Work request: Going through the entries below, copy out each line that contains "node".

[Stored data entries]
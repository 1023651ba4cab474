// Copyright (C) 2025 SyncMyOrders Sp. z o.o.
// SPDX-License-Identifier: AGPL-3.0-or-later
//! Request and response templates per backend kind.

use weft_ast::fold::static_key;
use weft_ast::syntax::ObjectLiteral;
use weft_ast::{Ast, Syntax};

use super::template::{Buffer, Translator};
use crate::calls::{KeyValueOp, ServiceCall, ServiceOp};
use crate::error::{CompileError, Result};

/// Key-value properties whose values are marshalled into typed attributes.
const ATTRIBUTE_MAPS: &[&str] = &["key", "attributeValues"];

const JSON_CONTENT_TYPE: &str = "application/x-amz-json-1.0";

/// Write the request document of `call`, preceded by whatever its argument
/// translation needs.
pub(crate) fn request(
    ast: &Ast,
    translator: &mut Translator<'_>,
    buf: &mut Buffer,
    call: &ServiceCall,
    version: &str,
) -> Result<()> {
    match call.op {
        ServiceOp::KeyValue(op) => key_value_request(ast, translator, buf, call, op, version),
        ServiceOp::Invoke => {
            let payload = match call.arguments.first() {
                Some(arg) => translator.expression(buf, *arg)?,
                None => "$null".to_string(),
            };
            buf.line("{");
            buf.indent();
            buf.line(format!("\"version\": {},", json_string(version)));
            buf.line("\"operation\": \"Invoke\",");
            buf.line(format!("\"payload\": $util.toJson({payload})"));
            buf.dedent();
            buf.line("}");
            Ok(())
        }
        ServiceOp::StartExecution { sync } => {
            let input = match call.arguments.first() {
                Some(arg) => translator.expression(buf, *arg)?,
                None => "{}".to_string(),
            };
            let target = if sync {
                "AWSStepFunctions.StartSyncExecution"
            } else {
                "AWSStepFunctions.StartExecution"
            };
            buf.line("{");
            buf.indent();
            buf.line(format!("\"version\": {},", json_string(version)));
            buf.line("\"method\": \"POST\",");
            buf.line("\"resourcePath\": \"/\",");
            buf.line("\"params\": {");
            buf.indent();
            buf.line("\"headers\": {");
            buf.indent();
            buf.line(format!("\"content-type\": \"{JSON_CONTENT_TYPE}\","));
            buf.line(format!("\"x-amz-target\": \"{target}\""));
            buf.dedent();
            buf.line("},");
            buf.line("\"body\": {");
            buf.indent();
            buf.line(format!(
                "\"stateMachineArn\": {},",
                json_string(&call.resource.identifier)
            ));
            buf.line(format!("\"input\": $util.toJson($util.toJson({input}))"));
            buf.dedent();
            buf.line("}");
            buf.dedent();
            buf.line("}");
            buf.dedent();
            buf.line("}");
            Ok(())
        }
    }
}

fn key_value_request(
    ast: &Ast,
    translator: &mut Translator<'_>,
    buf: &mut Buffer,
    call: &ServiceCall,
    op: KeyValueOp,
    version: &str,
) -> Result<()> {
    let mut fields = Vec::new();
    if let Some(argument) = call.arguments.first() {
        let Some(object) = ast.try_cast::<ObjectLiteral>(*argument) else {
            return Err(CompileError::InvalidServiceCall {
                node: *argument,
                reason: format!("{op} expects an object literal argument"),
            });
        };
        for prop in &object.properties {
            let Syntax::PropertyAssignment(assignment) = ast.syntax(*prop) else {
                return Err(CompileError::InvalidServiceCall {
                    node: *prop,
                    reason: format!("{op} arguments cannot be spread"),
                });
            };
            let Some(key) = static_key(ast, assignment.name) else {
                return Err(CompileError::InvalidServiceCall {
                    node: assignment.name,
                    reason: format!("{op} argument keys must be static"),
                });
            };
            let value = translator.expression(buf, assignment.value)?;
            let rendered = if ATTRIBUTE_MAPS.contains(&key.as_str()) {
                format!("$util.dynamodb.toMapValuesJson({value})")
            } else {
                format!("$util.toJson({value})")
            };
            fields.push(format!("{}: {rendered}", json_string(&key)));
        }
    }

    buf.line("{");
    buf.indent();
    buf.line(format!("\"version\": {},", json_string(version)));
    let operation = format!("\"operation\": \"{}\"", op.operation());
    if fields.is_empty() {
        buf.line(operation);
    } else {
        buf.line(format!("{operation},"));
        let last = fields.len() - 1;
        for (index, field) in fields.into_iter().enumerate() {
            if index == last {
                buf.line(field);
            } else {
                buf.line(format!("{field},"));
            }
        }
    }
    buf.dedent();
    buf.line("}");
    Ok(())
}

/// Error checks that open the response template of `call`.
pub(crate) fn response_preamble(buf: &mut Buffer, call: &ServiceCall) {
    match call.op {
        ServiceOp::StartExecution { .. } => {
            buf.line("#if($context.result.statusCode == 200)");
            buf.indent();
            buf.line("#set($__result = $util.parseJson($context.result.body))");
            buf.dedent();
            buf.line("#else");
            buf.indent();
            buf.line("$util.error($context.result.body, \"StepFunctionsError\")");
            buf.dedent();
            buf.line("#end");
        }
        ServiceOp::KeyValue(_) | ServiceOp::Invoke => {
            buf.line("#if($context.error)");
            buf.indent();
            buf.line("$util.error($context.error.message, $context.error.type)");
            buf.dedent();
            buf.line("#end");
        }
    }
}

/// Template expression for the call's result once the preamble ran.
pub(crate) fn result_root(call: &ServiceCall) -> &'static str {
    match call.op {
        ServiceOp::StartExecution { sync: true } => "$util.parseJson($__result.output)",
        ServiceOp::StartExecution { sync: false } => "$__result",
        ServiceOp::KeyValue(_) | ServiceOp::Invoke => "$context.result",
    }
}

fn json_string(value: &str) -> String {
    serde_json::Value::String(value.to_string()).to_string()
}
impl<C> Syntax<C> {
    pub fn kind(&self) -> SyntaxKind {
        match self {
            Syntax::FunctionDecl(_) => SyntaxKind::FunctionDecl,
            Syntax::ParameterDecl(_) => SyntaxKind::ParameterDecl,
            Syntax::Block(_) => SyntaxKind::Block,
            Syntax::VariableStmt(_) => SyntaxKind::VariableStmt,
            Syntax::ExprStmt(_) => SyntaxKind::ExprStmt,
            Syntax::ReturnStmt(_) => SyntaxKind::ReturnStmt,
            Syntax::ThrowStmt(_) => SyntaxKind::ThrowStmt,
            Syntax::IfStmt(_) => SyntaxKind::IfStmt,
            Syntax::WhileStmt(_) => SyntaxKind::WhileStmt,
            Syntax::DoStmt(_) => SyntaxKind::DoStmt,
            Syntax::ForOfStmt(_) => SyntaxKind::ForOfStmt,
            Syntax::ForInStmt(_) => SyntaxKind::ForInStmt,
            Syntax::TryStmt(_) => SyntaxKind::TryStmt,
            Syntax::CatchClause(_) => SyntaxKind::CatchClause,
            Syntax::BreakStmt => SyntaxKind::BreakStmt,
            Syntax::ContinueStmt => SyntaxKind::ContinueStmt,
            Syntax::EmptyStmt => SyntaxKind::EmptyStmt,
            Syntax::Identifier(_) => SyntaxKind::Identifier,
            Syntax::ReferenceExpr(_) => SyntaxKind::ReferenceExpr,
            Syntax::StringLiteral(_) => SyntaxKind::StringLiteral,
            Syntax::NumberLiteral(_) => SyntaxKind::NumberLiteral,
            Syntax::BooleanLiteral(_) => SyntaxKind::BooleanLiteral,
            Syntax::NullLiteral => SyntaxKind::NullLiteral,
            Syntax::UndefinedLiteral => SyntaxKind::UndefinedLiteral,
            Syntax::TemplateExpr(_) => SyntaxKind::TemplateExpr,
            Syntax::ArrayLiteral(_) => SyntaxKind::ArrayLiteral,
            Syntax::ObjectLiteral(_) => SyntaxKind::ObjectLiteral,
            Syntax::PropertyAssignment(_) => SyntaxKind::PropertyAssignment,
            Syntax::ComputedPropertyName(_) => SyntaxKind::ComputedPropertyName,
            Syntax::SpreadAssignment(_) => SyntaxKind::SpreadAssignment,
            Syntax::SpreadElement(_) => SyntaxKind::SpreadElement,
            Syntax::PropertyAccess(_) => SyntaxKind::PropertyAccess,
            Syntax::ElementAccess(_) => SyntaxKind::ElementAccess,
            Syntax::CallExpr(_) => SyntaxKind::CallExpr,
            Syntax::NewExpr(_) => SyntaxKind::NewExpr,
            Syntax::UnaryExpr(_) => SyntaxKind::UnaryExpr,
            Syntax::BinaryExpr(_) => SyntaxKind::BinaryExpr,
            Syntax::ConditionalExpr(_) => SyntaxKind::ConditionalExpr,
            Syntax::ArrowFunction(_) => SyntaxKind::ArrowFunction,
            Syntax::AwaitExpr(_) => SyntaxKind::AwaitExpr,
            Syntax::SyntaxError(_) => SyntaxKind::SyntaxError,
        }
    }

    /// Immediate children in field declaration order.
    pub fn children(&self) -> Vec<&C> {
        let mut out = Vec::new();
        match self {
            Syntax::FunctionDecl(f) => {
                out.extend(f.parameters.iter());
                out.push(&f.body);
            }
            Syntax::Block(b) => out.extend(b.statements.iter()),
            Syntax::VariableStmt(v) => out.extend(v.initializer.iter()),
            Syntax::ExprStmt(s) => out.push(&s.expression),
            Syntax::ReturnStmt(s) => out.extend(s.expression.iter()),
            Syntax::ThrowStmt(s) => out.push(&s.expression),
            Syntax::IfStmt(s) => {
                out.push(&s.condition);
                out.push(&s.then_stmt);
                out.extend(s.else_stmt.iter());
            }
            Syntax::WhileStmt(s) => {
                out.push(&s.condition);
                out.push(&s.body);
            }
            Syntax::DoStmt(s) => {
                out.push(&s.body);
                out.push(&s.condition);
            }
            Syntax::ForOfStmt(s) => {
                out.push(&s.variable);
                out.push(&s.expression);
                out.push(&s.body);
            }
            Syntax::ForInStmt(s) => {
                out.push(&s.variable);
                out.push(&s.expression);
                out.push(&s.body);
            }
            Syntax::TryStmt(s) => {
                out.push(&s.try_block);
                out.extend(s.catch_clause.iter());
                out.extend(s.finally_block.iter());
            }
            Syntax::CatchClause(c) => {
                out.extend(c.variable.iter());
                out.push(&c.block);
            }
            Syntax::TemplateExpr(t) => out.extend(t.spans.iter().map(|s| &s.expression)),
            Syntax::ArrayLiteral(a) => out.extend(a.elements.iter()),
            Syntax::ObjectLiteral(o) => out.extend(o.properties.iter()),
            Syntax::PropertyAssignment(p) => {
                out.push(&p.name);
                out.push(&p.value);
            }
            Syntax::ComputedPropertyName(c) => out.push(&c.expression),
            Syntax::SpreadAssignment(s) => out.push(&s.expression),
            Syntax::SpreadElement(s) => out.push(&s.expression),
            Syntax::PropertyAccess(p) => out.push(&p.expression),
            Syntax::ElementAccess(e) => {
                out.push(&e.expression);
                out.push(&e.element);
            }
            Syntax::CallExpr(c) => {
                out.push(&c.callee);
                out.extend(c.arguments.iter());
            }
            Syntax::NewExpr(n) => {
                out.push(&n.callee);
                out.extend(n.arguments.iter());
            }
            Syntax::UnaryExpr(u) => out.push(&u.operand),
            Syntax::BinaryExpr(b) => {
                out.push(&b.left);
                out.push(&b.right);
            }
            Syntax::ConditionalExpr(c) => {
                out.push(&c.condition);
                out.push(&c.when_true);
                out.push(&c.when_false);
            }
            Syntax::ArrowFunction(f) => {
                out.extend(f.parameters.iter());
                out.push(&f.body);
            }
            Syntax::AwaitExpr(a) => out.push(&a.expression),
            Syntax::ParameterDecl(_)
            | Syntax::BreakStmt
            | Syntax::ContinueStmt
            | Syntax::EmptyStmt
            | Syntax::Identifier(_)
            | Syntax::ReferenceExpr(_)
            | Syntax::StringLiteral(_)
            | Syntax::NumberLiteral(_)
            | Syntax::BooleanLiteral(_)
            | Syntax::NullLiteral
            | Syntax::UndefinedLiteral
            | Syntax::SyntaxError(_) => {}
        }
        out
    }

    /// Rebuild this node with every child mapped through `f`.
    ///
    /// `f` is called in the same order as [`Syntax::children`].
    pub fn try_map<D, E>(&self, f: &mut impl FnMut(&C) -> Result<D, E>) -> Result<Syntax<D>, E> {
        Ok(match self {
            Syntax::FunctionDecl(x) => Syntax::FunctionDecl(FunctionDecl {
                name: x.name.clone(),
                parameters: map_list(&x.parameters, f)?,
                body: f(&x.body)?,
            }),
            Syntax::ParameterDecl(x) => Syntax::ParameterDecl(x.clone()),
            Syntax::Block(x) => Syntax::Block(Block {
                statements: map_list(&x.statements, f)?,
                is_finally: x.is_finally,
            }),
            Syntax::VariableStmt(x) => Syntax::VariableStmt(VariableStmt {
                name: x.name.clone(),
                initializer: map_opt(&x.initializer, f)?,
            }),
            Syntax::ExprStmt(x) => Syntax::ExprStmt(ExprStmt {
                expression: f(&x.expression)?,
            }),
            Syntax::ReturnStmt(x) => Syntax::ReturnStmt(ReturnStmt {
                expression: map_opt(&x.expression, f)?,
            }),
            Syntax::ThrowStmt(x) => Syntax::ThrowStmt(ThrowStmt {
                expression: f(&x.expression)?,
            }),
            Syntax::IfStmt(x) => Syntax::IfStmt(IfStmt {
                condition: f(&x.condition)?,
                then_stmt: f(&x.then_stmt)?,
                else_stmt: map_opt(&x.else_stmt, f)?,
            }),
            Syntax::WhileStmt(x) => Syntax::WhileStmt(WhileStmt {
                condition: f(&x.condition)?,
                body: f(&x.body)?,
            }),
            Syntax::DoStmt(x) => Syntax::DoStmt(DoStmt {
                body: f(&x.body)?,
                condition: f(&x.condition)?,
            }),
            Syntax::ForOfStmt(x) => Syntax::ForOfStmt(ForOfStmt {
                variable: f(&x.variable)?,
                expression: f(&x.expression)?,
                body: f(&x.body)?,
            }),
            Syntax::ForInStmt(x) => Syntax::ForInStmt(ForInStmt {
                variable: f(&x.variable)?,
                expression: f(&x.expression)?,
                body: f(&x.body)?,
            }),
            Syntax::TryStmt(x) => Syntax::TryStmt(TryStmt {
                try_block: f(&x.try_block)?,
                catch_clause: map_opt(&x.catch_clause, f)?,
                finally_block: map_opt(&x.finally_block, f)?,
            }),
            Syntax::CatchClause(x) => Syntax::CatchClause(CatchClause {
                variable: map_opt(&x.variable, f)?,
                block: f(&x.block)?,
            }),
            Syntax::BreakStmt => Syntax::BreakStmt,
            Syntax::ContinueStmt => Syntax::ContinueStmt,
            Syntax::EmptyStmt => Syntax::EmptyStmt,
            Syntax::Identifier(x) => Syntax::Identifier(x.clone()),
            Syntax::ReferenceExpr(x) => Syntax::ReferenceExpr(x.clone()),
            Syntax::StringLiteral(x) => Syntax::StringLiteral(x.clone()),
            Syntax::NumberLiteral(x) => Syntax::NumberLiteral(x.clone()),
            Syntax::BooleanLiteral(x) => Syntax::BooleanLiteral(x.clone()),
            Syntax::NullLiteral => Syntax::NullLiteral,
            Syntax::UndefinedLiteral => Syntax::UndefinedLiteral,
            Syntax::TemplateExpr(x) => Syntax::TemplateExpr(TemplateExpr {
                head: x.head.clone(),
                spans: x
                    .spans
                    .iter()
                    .map(|s| {
                        Ok(TemplateSpan {
                            expression: f(&s.expression)?,
                            literal: s.literal.clone(),
                        })
                    })
                    .collect::<Result<_, E>>()?,
            }),
            Syntax::ArrayLiteral(x) => Syntax::ArrayLiteral(ArrayLiteral {
                elements: map_list(&x.elements, f)?,
            }),
            Syntax::ObjectLiteral(x) => Syntax::ObjectLiteral(ObjectLiteral {
                properties: map_list(&x.properties, f)?,
            }),
            Syntax::PropertyAssignment(x) => Syntax::PropertyAssignment(PropertyAssignment {
                name: f(&x.name)?,
                value: f(&x.value)?,
            }),
            Syntax::ComputedPropertyName(x) => {
                Syntax::ComputedPropertyName(ComputedPropertyName {
                    expression: f(&x.expression)?,
                })
            }
            Syntax::SpreadAssignment(x) => Syntax::SpreadAssignment(SpreadAssignment {
                expression: f(&x.expression)?,
            }),
            Syntax::SpreadElement(x) => Syntax::SpreadElement(SpreadElement {
                expression: f(&x.expression)?,
            }),
            Syntax::PropertyAccess(x) => Syntax::PropertyAccess(PropertyAccess {
                expression: f(&x.expression)?,
                name: x.name.clone(),
                optional: x.optional,
            }),
            Syntax::ElementAccess(x) => Syntax::ElementAccess(ElementAccess {
                expression: f(&x.expression)?,
                element: f(&x.element)?,
                optional: x.optional,
            }),
            Syntax::CallExpr(x) => Syntax::CallExpr(CallExpr {
                callee: f(&x.callee)?,
                arguments: map_list(&x.arguments, f)?,
            }),
            Syntax::NewExpr(x) => Syntax::NewExpr(NewExpr {
                callee: f(&x.callee)?,
                arguments: map_list(&x.arguments, f)?,
            }),
            Syntax::UnaryExpr(x) => Syntax::UnaryExpr(UnaryExpr {
                operator: x.operator,
                operand: f(&x.operand)?,
            }),
            Syntax::BinaryExpr(x) => Syntax::BinaryExpr(BinaryExpr {
                left: f(&x.left)?,
                operator: x.operator,
                right: f(&x.right)?,
            }),
            Syntax::ConditionalExpr(x) => Syntax::ConditionalExpr(ConditionalExpr {
                condition: f(&x.condition)?,
                when_true: f(&x.when_true)?,
                when_false: f(&x.when_false)?,
            }),
            Syntax::ArrowFunction(x) => Syntax::ArrowFunction(ArrowFunction {
                parameters: map_list(&x.parameters, f)?,
                body: f(&x.body)?,
            }),
            Syntax::AwaitExpr(x) => Syntax::AwaitExpr(AwaitExpr {
                expression: f(&x.expression)?,
            }),
            Syntax::SyntaxError(x) => Syntax::SyntaxError(x.clone()),
        })
    }
}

Answer section:
                node: *argument,
                    node: *prop,
                    node: assignment.name,
    /// Rebuild this node with every child mapped through `f`.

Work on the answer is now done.